And I share the sick fascination with presidential tweets, those bulletins from the hyperactive brain-stem of the propaganda-in-chief crowing about his greatness or, more frequently, denouncing the enemies of the day -- most recently, Deputy Attorney General Rod Rosenstein, special counsel Robert Mueller or those old standbys Crooked Hillary and what he is pleased to call Fake News. Not to belabor the obvious, but the tweets are newsworthy (and, in a sick way, entertaining) because it's useful to know which slogans and sound-bites the propagandist-in-chief is using to circumvent critics and shore up his shaky base. Whatever the most powerful, and emptiest, man in the world wants you to think -- or whatever he wants you to think he thinks -- is a blip of information that might be useful for the endless effort to understand the perversity that prevails.
Care must be taken not to let Trump's cartoonish outbursts, his twitchy-fingered efforts to meet his quota of daily fabrications and absurdities, obscure this core truth: A government is not simply a reality or unreality show made up strictly of performances and texts.

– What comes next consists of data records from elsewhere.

//! Template resolution against the execution context
//!
//! Placeholders use the `{{ path }}` syntax. A path is split on `.` or `:`
//! and walked from the context root through objects only; sequences cannot
//! be indexed and must be iterated with a FOR_EACH step instead.

use once_cell::sync::Lazy;
use regex::Regex;
use serde_json::{Map, Value};

use super::context::ExecutionContext;

/// Matches a `{{ path }}` placeholder anywhere in a string
static PLACEHOLDER_PATTERN: Lazy<Regex> =
    Lazy::new(|| Regex::new(r"\{\{\s*([^}]+?)\s*\}\}").unwrap());

/// Matches a string made of exactly one placeholder
static SINGLE_PLACEHOLDER_PATTERN: Lazy<Regex> =
    Lazy::new(|| Regex::new(r"^\s*\{\{\s*([^}]+?)\s*\}\}\s*$").unwrap());

/// Resolve a raw value by path, preserving its type
///
/// Returns `None` when any segment is missing or traversal reaches a
/// non-object value.
pub fn resolve_value<'a>(path: &str, context: &'a ExecutionContext) -> Option<&'a Value> {
    resolve_in_map(path, context.as_map())
}

/// Same as [`resolve_value`] over a bare JSON object
pub fn resolve_in_map<'a>(path: &str, root: &'a Map<String, Value>) -> Option<&'a Value> {
    let path = path.trim();
    if path.is_empty() {
        return None;
    }

    let mut segments = path.split(['.', ':']);
    let first = segments.next()?;
    let mut current = root.get(first)?;

    for segment in segments {
        current = match current {
            Value::Object(map) => map.get(segment)?,
            _ => return None,
        };
    }

    Some(current)
}

/// Substitute every `{{ path }}` placeholder in `text`
///
/// Scalars are stringified, objects and arrays are JSON-encoded, and
/// unresolvable paths become the empty string.
pub fn resolve_template(text: &str, context: &ExecutionContext) -> String {
    render_with(text, context.as_map())
}

/// Same as [`resolve_template`] over a bare JSON object
pub fn render_with(text: &str, root: &Map<String, Value>) -> String {
    PLACEHOLDER_PATTERN
        .replace_all(text, |caps: &regex::Captures<'_>| {
            resolve_in_map(&caps[1], root)
                .map(value_to_string)
                .unwrap_or_default()
        })
        .into_owned()
}

/// Apply templating to a configuration value
///
/// A string that is exactly one placeholder yields the raw resolved value
/// (`null` when missing). Other strings are interpolated; arrays and objects
/// are templated element by element; remaining scalars pass through.
pub fn templated_value(value: &Value, context: &ExecutionContext) -> Value {
    match value {
        Value::String(text) => {
            if let Some(caps) = SINGLE_PLACEHOLDER_PATTERN.captures(text) {
                return resolve_value(&caps[1], context)
                    .cloned()
                    .unwrap_or(Value::Null);
            }
            Value::String(resolve_template(text, context))
        }
        Value::Array(items) => Value::Array(
            items
                .iter()
                .map(|item| templated_value(item, context))
                .collect(),
        ),
        Value::Object(map) => Value::Object(
            map.iter()
                .map(|(key, item)| (key.clone(), templated_value(item, context)))
                .collect(),
        ),
        other => other.clone(),
    }
}

/// Accept `{{ path }}` wherever a bare path is expected
pub fn strip_placeholder(path: &str) -> &str {
    match SINGLE_PLACEHOLDER_PATTERN.captures(path) {
        Some(caps) => caps.get(1).map_or(path, |m| m.as_str()),
        None => path.trim(),
    }
}

/// Check whether a string contains any placeholder
pub fn has_placeholders(text: &str) -> bool {
    PLACEHOLDER_PATTERN.is_match(text)
}

/// Convert a JSON value to its substitution text
pub fn value_to_string(value: &Value) -> String {
    match value {
        Value::String(s) => s.clone(),
        Value::Null => String::new(),
        Value::Bool(b) => b.to_string(),
        Value::Number(n) => n.to_string(),

        // For arrays and objects, use JSON representation
        _ => serde_json::to_string(value).unwrap_or_default(),
    }
}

But care must be taken not to let Trump's cartoonish outbursts, his twitchy-fingered efforts to meet his quota of daily fabrications and absurdities, obscure this core truth: A government is not simply a reality or unreality show made up strictly of performances and texts. It is also, and crucially, a system of institutions where thousands of persons make decisions that affect people's lives. Hundreds of executive agencies issue commands. The government is, in other words, a network of power, a system of coordination and emphasis, an orchestration of instruments. It giveth and taketh away. It plays favorites. The boss is responsible for choosing the instruments -- sometimes with the consent of the Senate, more often not. "Personnel is policy," as the Reaganauts used to say. And policy marks out winners and losers. Rhetoric counts, but read the small print. Policy is values.

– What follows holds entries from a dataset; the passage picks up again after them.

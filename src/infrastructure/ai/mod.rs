//! Text generation backends

mod openai;
mod unconfigured;

pub use openai::{OpenAiTextGenerator, TokenPricing};
pub use unconfigured::UnconfiguredTextGenerator;
use async_trait::async_trait;

use crate::domain::{DomainError, Generation, GenerationRequest, TextGenerator};

/// Stand-in used when no AI backend is configured; every call fails
#[derive(Debug, Clone, Default)]
pub struct UnconfiguredTextGenerator;

#[async_trait]
impl TextGenerator for UnconfiguredTextGenerator {
    async fn generate(&self, _request: GenerationRequest) -> Result<Generation, DomainError> {
        Err(DomainError::configuration(
            "No AI provider configured; set ai.api_key to enable AI_PROMPT steps",
        ))
    }
}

Journalism's problem is that most of what the agencies do is, on the surface, boring. The orders are issued in lawyerspeak, and mostly they're carried out by bureaucrats, not boldface names. The commands are tangled up in euphemisms and acronyms. But more deeply, finding out what agencies are up to is hard. It's intrinsically hard at federal, state, and local levels -- perhaps most of all in the states, whose capitals (conveniently for the movers, shakers and bribers) are located at some distance from major metropolitan areas -- think about Albany, New York; Trenton, New Jersey; Harrisburg, Pennsylvania. Public knowledge of what's happening in state capitals is especially weak. As the sociologist Paul Starr pointed out in an important 2009 article, the dwindling of on-the-ground reporters means an eclipse of real news. (In the words of The New Republic's headline, "Goodbye to the Age of Newspapers (Hello to a New Era of Corruption)."
But even in Washington, officials way outnumber reporters, especially reporters who are knowledgeable enough to sort through superficialities and go to the heart of a story. When Trump won the election, it was said that The Washington Post moved some fine reporters onto government agency beats, but it's hard to keep up. Years ago, a onetime New York Times bureau chief told me the paper's greatest shortfall was in failing to read budgets and report on them. The great independent I. F. Stone used to read transcripts of congressional hearings and mine them for notable (but normally unnoted) facts. Today, access to talking heads gets you face time in the media and career and salary boosts (see: Kelly, Megyn), but that's not where the real journalism is done.
The good news now is that the more serious media are paying attention. So, for example, Times reporter Brad Plumer reveals what happens on the ground when Energy Secretary Ignoramus Rick Perry gets serious about his boss's announced withdrawal from the Paris agreement:
The Energy Department is closing an office that works with other countries to develop clean energy technology, another sign of the Trump administration's retreat on climate-related activities after its withdrawal from the Paris agreement this month.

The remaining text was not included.